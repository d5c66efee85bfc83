use portable_atomic::{AtomicU64, Ordering};

#[cfg(feature = "tracing")]
use tracing::instrument;

use crate::{
    config::{Properties, params},
    dialect::{Dialect, SqlType},
    error::{Error, Result},
    generator::{
        GenerationOutcome, GeneratorKey, IdentifierGenerator, PersistentIdentifierGenerator,
        enhanced::{Optimizer, OptimizerKind},
        helper,
    },
    holder::IntegralDataTypeHolder,
    jdbc::{Connection, Entity, Session, SessionExt, SqlValue, statement},
    value::IdentifierType,
};

pub const TABLE_PARAM: &str = "table_name";
pub const DEFAULT_TABLE: &str = "hibernate_sequences";
pub const VALUE_COLUMN_PARAM: &str = "value_column_name";
pub const DEFAULT_VALUE_COLUMN: &str = "next_val";
pub const SEGMENT_COLUMN_PARAM: &str = "segment_column_name";
pub const DEFAULT_SEGMENT_COLUMN: &str = "sequence_name";
pub const SEGMENT_VALUE_PARAM: &str = "segment_value";
pub const DEFAULT_SEGMENT_VALUE: &str = "default";
pub const SEGMENT_LENGTH_PARAM: &str = "segment_value_length";
pub const DEFAULT_SEGMENT_LENGTH: i64 = 255;
pub const INITIAL_PARAM: &str = "initial_value";
pub const DEFAULT_INITIAL_VALUE: i64 = 1;
pub const INCREMENT_PARAM: &str = "increment_size";
pub const DEFAULT_INCREMENT_SIZE: i64 = 1;
pub const OPTIMIZER_PARAM: &str = "optimizer";
pub const PREFER_SEGMENT_PER_ENTITY_PARAM: &str = "prefer_entity_table_as_segment_value";
pub const PREFER_POOLED_LO_PARAM: &str = "prefer_pooled_values_lo";

#[derive(Debug)]
struct Statements {
    select: String,
    update: String,
    insert: String,
}

/// The `enhanced-table` strategy: one counter row per segment in a shared
/// table, dispensed through an [`Optimizer`].
///
/// ```text
/// hibernate_sequences
/// +---------------+----------+
/// | sequence_name | next_val |
/// +---------------+----------+
/// | default       | 21       |
/// | orders        | 1001     |
/// +---------------+----------+
/// ```
#[derive(Debug)]
pub struct EnhancedTableGenerator {
    identifier_type: IdentifierType,
    table_name: String,
    segment_column_name: String,
    segment_value: String,
    segment_value_length: u32,
    value_column_name: String,
    initial_value: i64,
    increment_size: i64,
    statements: Option<Statements>,
    optimizer: Option<Optimizer>,
    access_count: AtomicU64,
}

impl Default for EnhancedTableGenerator {
    fn default() -> Self {
        Self {
            identifier_type: IdentifierType::Long,
            table_name: DEFAULT_TABLE.to_owned(),
            segment_column_name: DEFAULT_SEGMENT_COLUMN.to_owned(),
            segment_value: DEFAULT_SEGMENT_VALUE.to_owned(),
            segment_value_length: DEFAULT_SEGMENT_LENGTH as u32,
            value_column_name: DEFAULT_VALUE_COLUMN.to_owned(),
            initial_value: DEFAULT_INITIAL_VALUE,
            increment_size: DEFAULT_INCREMENT_SIZE,
            statements: None,
            optimizer: None,
            access_count: AtomicU64::new(0),
        }
    }
}

impl EnhancedTableGenerator {
    /// Defaults to `hibernate_sequences` with the `default` segment.
    pub fn new() -> Self {
        Self::default()
    }

    pub fn identifier_type(&self) -> IdentifierType {
        self.identifier_type
    }

    pub fn table_name(&self) -> &str {
        &self.table_name
    }

    pub fn segment_column_name(&self) -> &str {
        &self.segment_column_name
    }

    /// The row this generator owns in the shared table.
    pub fn segment_value(&self) -> &str {
        &self.segment_value
    }

    /// Declared length of the segment column.
    pub fn segment_value_length(&self) -> u32 {
        self.segment_value_length
    }

    pub fn value_column_name(&self) -> &str {
        &self.value_column_name
    }

    /// The value seeded into a fresh segment row.
    pub fn initial_value(&self) -> i64 {
        self.initial_value
    }

    pub fn increment_size(&self) -> i64 {
        self.increment_size
    }

    /// `None` until configured.
    pub fn optimizer(&self) -> Option<&Optimizer> {
        self.optimizer.as_ref()
    }

    /// Number of completed table round-trips.
    pub fn table_access_count(&self) -> u64 {
        self.access_count.load(Ordering::Relaxed)
    }

    fn determine_segment_value(&self, params: &Properties) -> Result<String> {
        if let Some(value) = params.get(SEGMENT_VALUE_PARAM) {
            return Ok(value.to_owned());
        }
        let default = if params.get_bool(PREFER_SEGMENT_PER_ENTITY_PARAM, false)? {
            params.get_or(params::TARGET_TABLE, DEFAULT_SEGMENT_VALUE)
        } else {
            DEFAULT_SEGMENT_VALUE
        };
        #[cfg(feature = "tracing")]
        tracing::debug!(
            "explicit segment value for id generator [{}.{}] suggested; using default [{}]",
            self.table_name,
            self.segment_column_name,
            default
        );
        Ok(default.to_owned())
    }

    fn fetch_next(&self, conn: &mut dyn Connection, optimizer: &Optimizer) -> Result<IntegralDataTypeHolder> {
        let statements = self.statements.as_ref().ok_or_else(|| {
            Error::generation("enhanced table generator used before it was configured")
        })?;
        let segment = SqlValue::Text(self.segment_value.clone());
        loop {
            let rows = statement::query(
                conn,
                &statements.select,
                core::slice::from_ref(&segment),
                "could not read a hi value",
            )
            .inspect_err(|_e| {
                #[cfg(feature = "tracing")]
                tracing::error!("could not read a hi value: {}", _e);
            })?;
            let mut value = helper::holder_for(self.identifier_type)?;
            match rows.first() {
                Some(row) => {
                    value.initialize_from_row(row, 0, 0)?;
                }
                None => {
                    value.initialize(self.initial_value);
                    let mut insert = vec![segment.clone()];
                    value.bind(&mut insert)?;
                    statement::execute(
                        conn,
                        &statements.insert,
                        &insert,
                        "could not insert initial hi value",
                    )?;
                }
            }

            let mut next = value.copy();
            if optimizer.applies_increment_size_to_source_values() {
                next.add(self.increment_size)?;
            } else {
                next.increment()?;
            }
            let mut update = Vec::with_capacity(3);
            next.bind(&mut update)?;
            value.bind(&mut update)?;
            update.push(segment.clone());
            let updated = statement::execute(
                conn,
                &statements.update,
                &update,
                "could not update hi value",
            )
            .inspect_err(|_e| {
                #[cfg(feature = "tracing")]
                tracing::error!("could not update hi value in: {}", self.table_name);
            })?;
            if updated > 0 {
                self.access_count.fetch_add(1, Ordering::Relaxed);
                return Ok(value);
            }
            #[cfg(feature = "tracing")]
            tracing::debug!(
                segment = %self.segment_value,
                "segment row was advanced concurrently, retrying"
            );
        }
    }
}

impl IdentifierGenerator for EnhancedTableGenerator {
    fn configure(
        &mut self,
        ty: IdentifierType,
        params: &Properties,
        dialect: &dyn Dialect,
    ) -> Result<()> {
        helper::holder_for(ty)?;
        self.identifier_type = ty;
        self.table_name = helper::qualify(
            params.get(params::CATALOG),
            params.get(params::SCHEMA),
            params.get_or(TABLE_PARAM, DEFAULT_TABLE),
        );
        self.segment_column_name = params
            .get_or(SEGMENT_COLUMN_PARAM, DEFAULT_SEGMENT_COLUMN)
            .to_owned();
        self.segment_value = self.determine_segment_value(params)?;
        let length = params.get_int(SEGMENT_LENGTH_PARAM, DEFAULT_SEGMENT_LENGTH)?;
        self.segment_value_length = u32::try_from(length)
            .ok()
            .filter(|len| *len > 0)
            .ok_or_else(|| {
                Error::mapping(format!(
                    "[{SEGMENT_LENGTH_PARAM}] must be a positive length, was {length}"
                ))
            })?;
        self.value_column_name = params
            .get_or(VALUE_COLUMN_PARAM, DEFAULT_VALUE_COLUMN)
            .to_owned();
        self.initial_value = params.get_int(INITIAL_PARAM, DEFAULT_INITIAL_VALUE)?;
        self.increment_size = params.get_int(INCREMENT_PARAM, DEFAULT_INCREMENT_SIZE)?;

        let (table, segment, value) = (
            &self.table_name,
            &self.segment_column_name,
            &self.value_column_name,
        );
        self.statements = Some(Statements {
            select: format!(
                "select {value} from {} where {segment} = ?{}",
                dialect.append_lock_hint(table),
                dialect.for_update_string()
            ),
            update: format!("update {table} set {value} = ? where {value} = ? and {segment} = ?"),
            insert: format!("insert into {table} ({segment}, {value}) values (?, ?)"),
        });

        let default_kind = if self.increment_size <= 1 {
            OptimizerKind::None
        } else if params.get_bool(PREFER_POOLED_LO_PARAM, false)? {
            OptimizerKind::PooledLo
        } else {
            OptimizerKind::Pooled
        };
        let kind = match params.get(OPTIMIZER_PARAM) {
            Some(name) => name.parse()?,
            None => default_kind,
        };
        self.optimizer = Some(Optimizer::new(
            kind,
            ty,
            self.increment_size,
            params.get_int(INITIAL_PARAM, -1)?,
        )?);
        Ok(())
    }

    #[cfg_attr(feature = "tracing", instrument(level = "trace", skip_all))]
    fn generate(&self, session: &dyn Session, _entity: &dyn Entity) -> Result<GenerationOutcome> {
        let optimizer = self.optimizer.as_ref().ok_or_else(|| {
            Error::generation("enhanced table generator used before it was configured")
        })?;
        let value = optimizer.generate(&mut || {
            session.isolated_work(|conn: &mut dyn Connection| self.fetch_next(conn, optimizer))
        })?;
        Ok(GenerationOutcome::Value(value))
    }

    fn as_persistent(&self) -> Option<&dyn PersistentIdentifierGenerator> {
        Some(self)
    }
}

impl PersistentIdentifierGenerator for EnhancedTableGenerator {
    fn sql_create_strings(&self, dialect: &dyn Dialect) -> Result<Vec<String>> {
        Ok(vec![format!(
            "{} {} ( {} {} not null, {} {}, primary key ( {} ) ){}",
            dialect.create_table_string(),
            self.table_name,
            self.segment_column_name,
            dialect.type_name(SqlType::Varchar(self.segment_value_length)),
            self.value_column_name,
            dialect.type_name(SqlType::BigInt),
            self.segment_column_name,
            dialect.table_type_string()
        )])
    }

    fn sql_drop_strings(&self, dialect: &dyn Dialect) -> Result<Vec<String>> {
        Ok(vec![dialect.drop_table_string(&self.table_name)])
    }

    fn generator_key(&self) -> GeneratorKey {
        GeneratorKey::new(self.table_name.clone())
    }
}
◇ ◇ ◇ ◇ ◇
### Assignment
Would you output, unchanged, each line from the start of the records to the line that holds "pub const VALUE_COLUMN_PARAM: &str", both included and nothing else?

### Solution to the exercise
repository d5c66efee85bfc83
use portable_atomic::{AtomicU64, Ordering};

#[cfg(feature = "tracing")]
use tracing::instrument;

use crate::{
    config::{Properties, params},
    dialect::{Dialect, SqlType},
    error::{Error, Result},
    generator::{
        GenerationOutcome, GeneratorKey, IdentifierGenerator, PersistentIdentifierGenerator,
        enhanced::{Optimizer, OptimizerKind},
        helper,
    },
    holder::IntegralDataTypeHolder,
    jdbc::{Connection, Entity, Session, SessionExt, SqlValue, statement},
    value::IdentifierType,
};

pub const TABLE_PARAM: &str = "table_name";
pub const DEFAULT_TABLE: &str = "hibernate_sequences";
pub const VALUE_COLUMN_PARAM: &str = "value_column_name";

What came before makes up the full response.